Tom Watkins

No. 22, 23
- Position: Running back

Personal information
- Born: October 23, 1937 West Memphis, Arkansas, U.S.
- Died: October 29, 2011 (aged 74) Detroit, Michigan, U.S.
- Listed height: 6 ft 0 in (1.83 m)
- Listed weight: 195 lb (88 kg)

Career information
- High school: West Memphis
- College: Iowa State
- NFL draft: 1960 (15th round, 177th overall pick)
- AFL draft: 1961 (8th round, 58th overall pick)

Career history
- Cleveland Browns (1961); Detroit Lions (1962–1967); Pittsburgh Steelers (1968);

Awards and highlights
- Second-team All-American (1960); First-team All-Big Eight (1960); Second-team All-Big Eight (1959); Iowa State Athletic Hall of Fame;

Career NFL statistics
- Rushing yards: 1,791
- Rushing average: 3.8
- Receptions: 55
- Receiving yards: 590
- Total touchdowns: 17
- Stats at Pro Football Reference

= Tom Watkins (American football) =

American football player (1937–2011)

Tom Watkins (October 23, 1937 - October 29, 2011) was an American professional football player who was a running back in the National Football League (NFL). He was selected by the Cleveland Browns in the 15th round of the 1960 NFL draft. He played college football for the Iowa State Cyclones.
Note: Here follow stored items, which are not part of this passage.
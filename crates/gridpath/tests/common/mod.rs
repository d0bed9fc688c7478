#![allow(dead_code)]

use std::collections::VecDeque;

use gridpath::{DiagonalMovement, Grid, GridMap};
use gridpath_core::Point;

/// Parse rows of `.` (free) and `#` (blocked).
pub fn grid(rows: &[&str]) -> Grid {
    let rows: Vec<Vec<u8>> = rows
        .iter()
        .map(|r| r.bytes().map(|b| u8::from(b == b'#')).collect())
        .collect();
    Grid::from_matrix(&rows).unwrap()
}

/// Breadth-first step distances from `start`, indexed like the grid bounds.
pub fn bfs_distances(grid: &Grid, start: Point, policy: DiagonalMovement) -> Vec<Option<usize>> {
    let bounds = grid.bounds();
    let mut dist = vec![None; bounds.len()];
    if !grid.is_walkable(start) {
        return dist;
    }
    let Some(si) = bounds.index_of(start) else {
        return dist;
    };
    dist[si] = Some(0);
    let mut queue = VecDeque::from([start]);
    let mut buf = Vec::new();
    while let Some(p) = queue.pop_front() {
        let d = dist[bounds.index_of(p).unwrap()].unwrap();
        buf.clear();
        grid.neighbors(p, policy, &mut buf);
        for &n in &buf {
            let ni = bounds.index_of(n).unwrap();
            if dist[ni].is_none() {
                dist[ni] = Some(d + 1);
                queue.push_back(n);
            }
        }
    }
    dist
}

/// Number of cells reachable from `start`, `start` included.
pub fn reachable(grid: &Grid, start: Point, policy: DiagonalMovement) -> usize {
    bfs_distances(grid, start, policy)
        .iter()
        .filter(|d| d.is_some())
        .count()
}

/// Panics unless `path` is a legal walk from `start` to `end`.
pub fn assert_valid_path(
    grid: &Grid,
    policy: DiagonalMovement,
    start: Point,
    end: Point,
    path: &[Point],
) {
    assert_eq!(path.first(), Some(&start));
    assert_eq!(path.last(), Some(&end));
    let mut buf = Vec::new();
    for p in path {
        assert!(grid.is_walkable(*p), "blocked cell {p} in path");
    }
    for w in path.windows(2) {
        buf.clear();
        grid.neighbors(w[0], policy, &mut buf);
        assert!(
            buf.contains(&w[1]),
            "illegal step {} -> {} under {policy:?}",
            w[0],
            w[1]
        );
    }
}
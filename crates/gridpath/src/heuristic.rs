use std::f64::consts::SQRT_2;
use std::fmt;

use gridpath_core::Point;

/// Estimate of the remaining distance given the absolute per-axis deltas.
///
/// The finder never needs a heuristic to be correct; it only uses one to
/// choose which neighbour to try first.
#[derive(Clone, Copy)]
#[cfg_attr(feature = "serde", derive(serde::Serialize, serde::Deserialize))]
pub enum Heuristic {
    Manhattan,
    Euclidean,
    /// Diagonal steps cost √2, orthogonal steps cost 1.
    Octile,
    Chebyshev,
    /// Caller-supplied estimate. Cannot be serialized.
    #[cfg_attr(feature = "serde", serde(skip))]
    Custom(fn(i32, i32) -> f64),
}

impl Heuristic {
    /// Default heuristic for a movement policy: Manhattan when only
    /// orthogonal steps exist, octile otherwise.
    pub fn for_diagonals(allow_diagonals: bool) -> Self {
        if allow_diagonals {
            Self::Octile
        } else {
            Self::Manhattan
        }
    }

    /// Estimate for absolute deltas `dx`, `dy`.
    pub fn estimate(self, dx: i32, dy: i32) -> f64 {
        let (fx, fy) = (f64::from(dx), f64::from(dy));
        match self {
            Self::Manhattan => fx + fy,
            Self::Euclidean => fx.hypot(fy),
            Self::Octile => {
                let f = SQRT_2 - 1.0;
                if fx < fy { f * fx + fy } else { f * fy + fx }
            }
            Self::Chebyshev => fx.max(fy),
            Self::Custom(h) => h(dx, dy),
        }
    }

    /// Estimate between two points.
    #[inline]
    pub fn between(self, a: Point, b: Point) -> f64 {
        let d = a.delta(b);
        self.estimate(d.x, d.y)
    }
}

impl fmt::Debug for Heuristic {
    fn fmt(&self, f: &mut fmt::Formatter<'_>) -> fmt::Result {
        match self {
            Self::Manhattan => f.write_str("Manhattan"),
            Self::Euclidean => f.write_str("Euclidean"),
            Self::Octile => f.write_str("Octile"),
            Self::Chebyshev => f.write_str("Chebyshev"),
            Self::Custom(_) => f.write_str("Custom(..)"),
        }
    }
}
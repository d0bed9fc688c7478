use gridpath_core::Point;

/// Receives search progress from [`IddfsFinder`](crate::IddfsFinder).
///
/// Within one pass every `opened(p)` is matched by a later `closed(p)`, and
/// all nodes are closed before `pass_finished` is called. Nothing carries
/// over from one pass to the next. All methods default to no-ops.
pub trait SearchObserver {
    /// A depth-limited pass with the given bound is starting.
    fn pass_started(&mut self, _depth: usize) {}

    /// The search entered `p`.
    fn opened(&mut self, _p: Point) {}

    /// The search left `p`, having explored its neighbours within budget.
    fn closed(&mut self, _p: Point) {}

    /// A pass ended after visiting `visited` distinct nodes.
    fn pass_finished(&mut self, _depth: usize, _visited: usize) {}
}

/// Observer that ignores everything.
#[derive(Debug, Clone, Copy, Default)]
pub struct NoObserver;

impl SearchObserver for NoObserver {}

impl<O: SearchObserver + ?Sized> SearchObserver for &mut O {
    fn pass_started(&mut self, depth: usize) {
        (**self).pass_started(depth)
    }

    fn opened(&mut self, p: Point) {
        (**self).opened(p)
    }

    fn closed(&mut self, p: Point) {
        (**self).closed(p)
    }

    fn pass_finished(&mut self, depth: usize, visited: usize) {
        (**self).pass_finished(depth, visited)
    }
}
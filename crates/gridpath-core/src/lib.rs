//! **gridpath-core** — geometry primitives shared by the *gridpath* crates.
//!
//! This crate provides [`Point`] and [`Range`]: integer coordinates and the
//! half-open rectangles that bound an occupancy grid.

pub mod geom;

pub use geom::{Point, Range};
//! Document format handling.
//!
//! Configuration documents are UTF-8 text in either JSON or YAML; both parse
//! into the same `serde_json::Value` tree and serialize back without loss,
//! so the merge/expand stages never care which format a document came from.

use crate::error::{PipelineError, PipelineResult};
use serde_json::Value;
use std::path::Path;

/// On-disk format of a configuration document.
#[derive(Debug, Clone, Copy, PartialEq, Eq, Default)]
pub enum DocumentFormat {
    #[default]
    Json,
    Yaml,
}

impl DocumentFormat {
    /// Infer the format from a file extension. `.yaml`/`.yml` are YAML,
    /// everything else is treated as JSON.
    pub fn from_path(path: &Path) -> Self {
        match path.extension().and_then(|e| e.to_str()) {
            Some("yaml") | Some("yml") => Self::Yaml,
            _ => Self::Json,
        }
    }
}

/// Parse document text into a value tree.
///
/// The top-level value must be a mapping; anything else (including valid
/// JSON/YAML scalars and sequences) is a malformed document.
pub fn parse_document(path: &Path, content: &str) -> PipelineResult<Value> {
    let value: Value = match DocumentFormat::from_path(path) {
        DocumentFormat::Json => {
            serde_json::from_str(content).map_err(|e| PipelineError::malformed(path, e))?
        }
        DocumentFormat::Yaml => {
            serde_yaml::from_str(content).map_err(|e| PipelineError::malformed(path, e))?
        }
    };

    if !value.is_object() {
        return Err(PipelineError::malformed(
            path,
            "top-level value is not a mapping",
        ));
    }

    Ok(value)
}

/// Serialize a document in the given format.
///
/// The output parses back to an identical value tree (round-trip invariant).
pub fn serialize_document(doc: &Value, format: DocumentFormat) -> PipelineResult<String> {
    match format {
        DocumentFormat::Json => {
            let mut out = serde_json::to_string_pretty(doc)
                .map_err(|e| PipelineError::malformed("<serialize>", e))?;
            out.push('\n');
            Ok(out)
        }
        DocumentFormat::Yaml => {
            serde_yaml::to_string(doc).map_err(|e| PipelineError::malformed("<serialize>", e))
        }
    }
}

/// Public agent card view of a resolved document.
///
/// The `deployment` sub-tree holds private runtime parameters (model, system
/// prompt, resource sizing) and must never appear in the externally exposed
/// description.
pub fn public_view(doc: &Value) -> Value {
    let mut card = doc.clone();
    if let Some(map) = card.as_object_mut() {
        map.remove("deployment");
    }
    card
}
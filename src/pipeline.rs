//! Pipeline orchestration: load, merge, expand, validate.
//!
//! Each invocation constructs and discards its own document tree; there is
//! no cache or shared state between runs. The stages run strictly in
//! sequence because each stage's output is the next stage's entire input.

use crate::config::{
    self, AgentConfig, SchemaFetcher, ValidationMode, Validator, deep_merge_all, expand,
    load_document, load_overrides, parse_assignment, public_view,
};
use crate::error::{PipelineResult, SkillWarning};
use serde_json::Value;
use std::collections::HashMap;
use std::path::{Path, PathBuf};
use std::time::Duration;
use tracing::debug;

/// Output of a successful pipeline run.
#[derive(Debug, Clone)]
pub struct ResolvedConfig {
    /// The fully merged, expanded, validated document.
    pub document: Value,
    /// Typed view decoded at the validation boundary.
    pub config: AgentConfig,
    /// Degraded optional skills recorded during validation.
    pub warnings: Vec<SkillWarning>,
}

impl ResolvedConfig {
    /// The externally exposed agent description, with the private
    /// `deployment` sub-tree removed.
    pub fn public_card(&self) -> Value {
        public_view(&self.document)
    }
}

/// Configuration pipeline builder.
///
/// Override precedence, lowest to highest: base document, overrides-file
/// fragments in file order, `--set` assignments in argument order.
pub struct Pipeline {
    base_path: PathBuf,
    overrides_path: Option<PathBuf>,
    assignments: Vec<String>,
    env: HashMap<String, String>,
    mode: ValidationMode,
    fetch_timeout: Duration,
}

impl Pipeline {
    pub fn new(base_path: impl Into<PathBuf>) -> Self {
        Self {
            base_path: base_path.into(),
            overrides_path: None,
            assignments: Vec::new(),
            env: HashMap::new(),
            mode: ValidationMode::default(),
            fetch_timeout: Duration::from_secs(10),
        }
    }

    /// Structured overrides file applied after the base document.
    pub fn with_overrides_file(mut self, path: impl Into<PathBuf>) -> Self {
        self.overrides_path = Some(path.into());
        self
    }

    /// Add one `path.to.key=value` assignment; applied after the overrides
    /// file, in the order given.
    pub fn with_assignment(mut self, assignment: impl Into<String>) -> Self {
        self.assignments.push(assignment.into());
        self
    }

    /// Environment for `${VAR}` expansion. Injected rather than read from
    /// the process so runs are reproducible and testable.
    pub fn with_env(mut self, env: HashMap<String, String>) -> Self {
        self.env = env;
        self
    }

    pub fn with_mode(mut self, mode: ValidationMode) -> Self {
        self.mode = mode;
        self
    }

    /// Timeout for each live schema fetch during validation.
    pub fn with_fetch_timeout(mut self, timeout: Duration) -> Self {
        self.fetch_timeout = timeout;
        self
    }

    /// Run the pipeline. `fetcher` is the tool-discovery collaborator;
    /// without one, validation is structural only.
    pub async fn resolve(
        &self,
        fetcher: Option<&dyn SchemaFetcher>,
    ) -> PipelineResult<ResolvedConfig> {
        let base = load_document(&self.base_path)?;

        let mut fragments = match &self.overrides_path {
            Some(path) => load_overrides(path)?,
            None => Vec::new(),
        };
        for assignment in &self.assignments {
            fragments.push(parse_assignment(assignment)?);
        }

        debug!(
            base = %self.base_path.display(),
            fragments = fragments.len(),
            "Merging configuration"
        );
        let merged = deep_merge_all(base, fragments);
        let expanded = expand(&merged, &self.env)?;

        let mut validator =
            Validator::new(self.mode).with_fetch_timeout(self.fetch_timeout);
        if let Some(fetcher) = fetcher {
            validator = validator.with_fetcher(fetcher);
        }
        let (config, warnings) = validator.validate(&expanded).await?;

        debug!(
            agent = %config.agent_card.name,
            skills = config.agent_card.skills.len(),
            warnings = warnings.len(),
            "Configuration resolved"
        );
        Ok(ResolvedConfig {
            document: expanded,
            config,
            warnings,
        })
    }

    /// Persist a resolved document in the format implied by the target path.
    pub fn save(document: &Value, path: &Path) -> PipelineResult<()> {
        config::save_document(path, document)
    }
}
//! Configuration pipeline for agent documents.
//!
//! An agent configuration is a nested document (JSON or YAML) with two
//! sub-trees: `agent_card` (the public-facing description, including the
//! skill list) and `deployment` (private runtime parameters). This module
//! implements the four pipeline stages that turn a base document plus
//! overrides into a validated, fully-resolved configuration:
//!
//! 1. **Loader** - read base document and override fragments from disk
//! 2. **Merger** - deep merge, field-by-field; `agent_card.skills` merges
//!    by `id` instead of positionally
//! 3. **Expander** - `${VAR}` / `${VAR:-default}` substitution from an
//!    injected environment map
//! 4. **Validator** - batched structural checks, plus live availability
//!    and (in strict mode) schema-drift checks against a tool-discovery
//!    collaborator
//!
//! ## Merge Strategy
//! - Mappings: deep merge field-by-field
//! - `agent_card.skills`: merge entries by `id`, append new ids in order
//! - All other sequences and any type mismatch: override replaces wholesale

mod document;
mod expand;
mod loader;
mod merge;
mod overrides;
mod types;
mod validate;

pub use document::{DocumentFormat, parse_document, public_view, serialize_document};
pub use expand::expand;
pub use loader::{load_document, load_overrides, save_document};
pub use merge::{SKILLS_PATH, deep_merge, deep_merge_all};
pub use overrides::{parse_assignment, parse_literal};
pub use types::*;
pub use validate::{SchemaFetch, SchemaFetcher, ValidationMode, Validator};
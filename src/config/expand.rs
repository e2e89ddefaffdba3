//! Environment variable expansion.
//!
//! Walks every string leaf of a document and substitutes `${NAME}` and
//! `${NAME:-default}` tokens from an injected environment map. The
//! environment is a parameter, never read from the process here, so the
//! stage is a pure function.
//!
//! Expansion is a single pass: substituted text is never re-scanned for
//! further tokens, which rules out injection and recursion loops.

use crate::error::{PipelineError, PipelineResult};
use regex_lite::Regex;
use serde_json::Value;
use std::collections::HashMap;
use std::sync::OnceLock;

fn token_regex() -> &'static Regex {
    static TOKEN: OnceLock<Regex> = OnceLock::new();
    TOKEN.get_or_init(|| {
        Regex::new(r"\$\{([A-Za-z_][A-Za-z0-9_]*)(?::-([^}]*))?\}").expect("valid token regex")
    })
}

/// Expand environment tokens in every string leaf of `doc`.
///
/// Mapping keys are never expanded, only values; numeric and boolean leaves
/// are left untouched. An unset variable with no default fails with
/// [`PipelineError::UnresolvedVariable`] naming the variable and the key
/// path of the offending leaf; expansion never silently leaves a raw token
/// nor substitutes an empty string.
pub fn expand(doc: &Value, env: &HashMap<String, String>) -> PipelineResult<Value> {
    expand_value(doc, env, "")
}

fn expand_value(value: &Value, env: &HashMap<String, String>, path: &str) -> PipelineResult<Value> {
    match value {
        Value::Object(map) => {
            let expanded = map
                .iter()
                .map(|(key, val)| {
                    let child = if path.is_empty() {
                        key.clone()
                    } else {
                        format!("{path}.{key}")
                    };
                    Ok((key.clone(), expand_value(val, env, &child)?))
                })
                .collect::<PipelineResult<serde_json::Map<String, Value>>>()?;
            Ok(Value::Object(expanded))
        }
        Value::Array(seq) => {
            let expanded = seq
                .iter()
                .enumerate()
                .map(|(i, val)| expand_value(val, env, &format!("{path}[{i}]")))
                .collect::<PipelineResult<Vec<Value>>>()?;
            Ok(Value::Array(expanded))
        }
        Value::String(s) => Ok(Value::String(expand_string(s, env, path)?)),
        other => Ok(other.clone()),
    }
}

/// Expand all tokens in one string, left-to-right.
fn expand_string(s: &str, env: &HashMap<String, String>, path: &str) -> PipelineResult<String> {
    let mut out = String::with_capacity(s.len());
    let mut last_end = 0;

    for caps in token_regex().captures_iter(s) {
        let whole = caps.get(0).expect("capture 0 always present");
        let name = &caps[1];

        out.push_str(&s[last_end..whole.start()]);
        last_end = whole.end();

        if let Some(value) = env.get(name) {
            out.push_str(value);
        } else if let Some(default) = caps.get(2) {
            // Literal default text, no recursive expansion
            out.push_str(default.as_str());
        } else {
            return Err(PipelineError::UnresolvedVariable {
                name: name.to_string(),
                path: path.to_string(),
            });
        }
    }

    out.push_str(&s[last_end..]);
    Ok(out)
}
Watkins also played for the Detroit Lions and Pittsburgh Steelers. He was inducted into Iowa State's Athletic Hall of Fame in 2002.

According to George Plimpton's best-selling book "Paper Lion" Watkins, graduated from Iowa State University in 1961, was one of the best running backs in Cyclone history. A member of the famed 1959 "Dirty Thirty" team, Watkins ranked second in the nation in rushing that season and earned All-America honors the following year in 1960. He played seven seasons in the NFL, leading the league in punt return yardage as a Lion in 1963 and 1964. He was inducted into ISU's Athletics Hall of Fame in 2002.

Tom lived the last 30+ years of his life living in Detroit, Michigan where he was a philanthropist and mentor for many youth in the Metro Detroit area.

==Professional career==
Tom Watkins was drafted by the Cleveland Browns of the NFL in the 1960 NFL draft. Watkins was traded to the Detroit Lions three years later. With the Lions, Watkins made his impact as a return specialist. In a game against the 49ers in 1963, Watkins returned a punt for 90 yards, setting a team record that would remain unbroken until Desmond Howard returned one for 95 yards in a 2000 game against the New Orleans Saints.

Watkins played in just one game for the Pittsburgh Steelers in 1968, but did not record a stat.

After his playing career was over, Watkins lived in Detroit, becoming the head coach of Detroit Chadsey High School's football team. He retired after 35 years as head coach in 2006.